This characterization of formal language sounds more like something that might be said about ordinary, natural language. Thus, if we take as a characteristic of ordinary language its peculiar inexhaustibility and the frequent discrepancy between intended and expressed meaning ("we never know altogether what our sentences mean; we must risk talking nonsense if we are to say anything at all"), Gödel's theorems would show that, in this respect, some formal languages are not so far removed from natural ones. Certain similarities between the self-reference in natural language and in Gödel's sentence and theorems have also been noticed at the lexical and pragmatic level (indexicals [Smullyan 84], performatives [Hofstadter 79, p. 709]). This line of thought, namely that the self-reference which leads to Gödel's theorems makes a formal system more human, so to speak, will be followed here to the conclusion that such systems are indeed suitable for modelling the mind.

Non-implications of Gödel's theorems

Certain authors, especially some of those who attempt to apply Gödel's theorems to disciplines other than meta-mathematics, are handicapped by a more or less severe misunderstanding of the theorems. For example, Watzlawick, Beavin and Jackson state:
Gödel was able to show that it is possible to construct a sentence G which
  1. is provable from the premises and axioms of the system, but which
  2. proclaims of itself to be unprovable.
This means that if G be provable in the system, its unprovability (which is what it says of itself) would also be provable.
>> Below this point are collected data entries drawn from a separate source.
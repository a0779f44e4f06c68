//! Request authentication.
//!
//! Handlers take [`AuthContext`] or [`AdminContext`] as extractors. Both run before the
//! request body is parsed, so a rejected caller never sees validation errors.

use std::sync::Arc;

use axum::{
    extract::FromRequestParts,
    http::{header, request::Parts, HeaderMap, StatusCode},
    response::{IntoResponse, Response},
    Json,
};
use jsonwebtoken::{Algorithm, DecodingKey, Validation};
use serde::{Deserialize, Serialize};
use tracing::{debug, error, warn};

use crate::state::SharedState;

#[derive(Debug, Clone, PartialEq)]
pub struct AuthContext {
    pub user_id: String,
    pub email: Option<String>,
    pub roles: Vec<String>,
}

#[derive(Debug, thiserror::Error)]
pub enum AuthError {
    #[error("Missing or invalid authorization header")]
    MissingCredentials,

    #[error("Invalid token")]
    InvalidToken(String),

    #[error("Admin access required")]
    AdminRequired,

    #[error("Failed to verify admin status")]
    AdminCheck(String),
}

impl IntoResponse for AuthError {
    fn into_response(self) -> Response {
        let status = match self {
            AuthError::MissingCredentials | AuthError::InvalidToken(_) => StatusCode::UNAUTHORIZED,
            AuthError::AdminRequired => StatusCode::FORBIDDEN,
            AuthError::AdminCheck(_) => StatusCode::INTERNAL_SERVER_ERROR,
        };
        (status, Json(serde_json::json!({ "error": self.to_string() }))).into_response()
    }
}

#[derive(Debug, Default, Serialize, Deserialize)]
pub struct RealmAccess {
    #[serde(default)]
    pub roles: Vec<String>,
}

#[derive(Debug, Serialize, Deserialize)]
pub struct Claims {
    pub sub: String,
    #[serde(default)]
    pub email: Option<String>,
    #[serde(default)]
    pub realm_access: Option<RealmAccess>,
    pub exp: usize,
}

pub trait Authenticator: Send + Sync {
    fn authenticate(&self, headers: &HeaderMap) -> Result<AuthContext, AuthError>;
}

/// HS256 bearer tokens signed with a shared secret.
pub struct BearerTokenAuth {
    key: DecodingKey,
    validation: Validation,
}

impl BearerTokenAuth {
    pub fn new(secret: &str) -> Self {
        let mut validation = Validation::new(Algorithm::HS256);
        validation.validate_aud = false;
        Self { key: DecodingKey::from_secret(secret.as_bytes()), validation }
    }
}

impl Authenticator for BearerTokenAuth {
    fn authenticate(&self, headers: &HeaderMap) -> Result<AuthContext, AuthError> {
        let token = headers
            .get(header::AUTHORIZATION)
            .and_then(|h| h.to_str().ok())
            .and_then(|h| h.strip_prefix("Bearer "))
            .filter(|t| !t.is_empty())
            .ok_or(AuthError::MissingCredentials)?;

        let data = jsonwebtoken::decode::<Claims>(token, &self.key, &self.validation)
            .map_err(|e| AuthError::InvalidToken(e.to_string()))?;

        let claims = data.claims;
        Ok(AuthContext {
            user_id: claims.sub,
            email: claims.email,
            roles: claims.realm_access.map(|r| r.roles).unwrap_or_default(),
        })
    }
}

/// Development mode: the caller names itself with `x-user-id` and `x-user-email`.
pub struct DevHeaderAuth;

impl Authenticator for DevHeaderAuth {
    fn authenticate(&self, headers: &HeaderMap) -> Result<AuthContext, AuthError> {
        let value = |name: &str| headers.get(name).and_then(|h| h.to_str().ok()).filter(|v| !v.is_empty());
        match (value("x-user-id"), value("x-user-email")) {
            (Some(id), Some(email)) => {
                Ok(AuthContext { user_id: id.to_string(), email: Some(email.to_string()), roles: Vec::new() })
            }
            _ => Err(AuthError::MissingCredentials),
        }
    }
}

/// First strategy to accept wins. A rejected credential is reported in preference to
/// a missing one.
pub struct MultiAuth {
    strategies: Vec<Arc<dyn Authenticator>>,
}

impl MultiAuth {
    pub fn new(strategies: Vec<Arc<dyn Authenticator>>) -> Self {
        Self { strategies }
    }
}

impl Authenticator for MultiAuth {
    fn authenticate(&self, headers: &HeaderMap) -> Result<AuthContext, AuthError> {
        let mut rejection = AuthError::MissingCredentials;
        for strategy in &self.strategies {
            match strategy.authenticate(headers) {
                Ok(ctx) => return Ok(ctx),
                Err(AuthError::MissingCredentials) => {}
                Err(e) => rejection = e,
            }
        }
        Err(rejection)
    }
}

impl FromRequestParts<SharedState> for AuthContext {
    type Rejection = AuthError;

    async fn from_request_parts(parts: &mut Parts, state: &SharedState) -> Result<Self, Self::Rejection> {
        state.authenticator.authenticate(&parts.headers).map_err(|e| {
            if let AuthError::InvalidToken(reason) = &e {
                warn!(reason = %reason, "Token validation failed");
            }
            e
        })
    }
}

/// Admin is a configured admin email, the `admin` realm role, or `is_admin` on the
/// stored user profile.
pub async fn check_admin(state: &SharedState, ctx: &AuthContext) -> Result<(), AuthError> {
    let listed = ctx
        .email
        .as_deref()
        .is_some_and(|email| state.admin_emails.iter().any(|a| a.eq_ignore_ascii_case(email)));
    if listed || ctx.roles.iter().any(|r| r == "admin") {
        return Ok(());
    }

    match state.users.is_admin(&ctx.user_id).await {
        Ok(true) => Ok(()),
        Ok(false) => {
            debug!(user = %ctx.user_id, "Admin access denied");
            Err(AuthError::AdminRequired)
        }
        Err(e) => {
            error!(user = %ctx.user_id, error = %e, "Admin lookup failed");
            Err(AuthError::AdminCheck(e.to_string()))
        }
    }
}

/// An authenticated caller that passed [`check_admin`].
#[derive(Debug, Clone)]
pub struct AdminContext(pub AuthContext);

impl FromRequestParts<SharedState> for AdminContext {
    type Rejection = AuthError;

    async fn from_request_parts(parts: &mut Parts, state: &SharedState) -> Result<Self, Self::Rejection> {
        let ctx = AuthContext::from_request_parts(parts, state).await?;
        check_admin(state, &ctx).await?;
        Ok(AdminContext(ctx))
    }
}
But if both provability and unprovability can be derived from the axioms of the system, and the axioms themselves are consistent (which is part of Gödel's proof), then G is undecidable in terms of the system [Pragmatics of Human Communication, p. 269].
Of course, this is completely garbled, but the authors nevertheless have very interesting ideas about applications of Gödel's theorems.

Formal models of the mind

Gödel's (first) incompleteness theorem can be expressed in the form: a sufficiently expressive formal system cannot be both consistent and complete. With this form, the attempt to use such formal systems as models of the mind invites the following brush off:
Since human beings are neither complete nor consistent, proving that computers can't be both doesn't really help [Roger B. Jones, "quoted" from sci.logic, May 1995].
A different intuition was followed by Wandschneider: the limitations of formalization revealed by Gödel's theorems prevent the use of formal systems as models of the mind [Wandschneider 75]. Most authors, however, accept the comparison between mind and formal systems of the kind considered by Gödel, but reach different conclusions. For example, according to Haugeland
most people are agreed ... that [Gödel's] result does not make any difference to cognitive science [Mind Design, p. 23].
According to [Kirk 86], arguments against mechanism based on Gödel's theorems are agreed to be mistaken, though for different reasons; cf. [Dennett 72] and especially [Webb 80]. These arguments try to establish the superiority of mind by suggesting that mind can reach conclusions which a formal system cannot, such as Gödel's sentence.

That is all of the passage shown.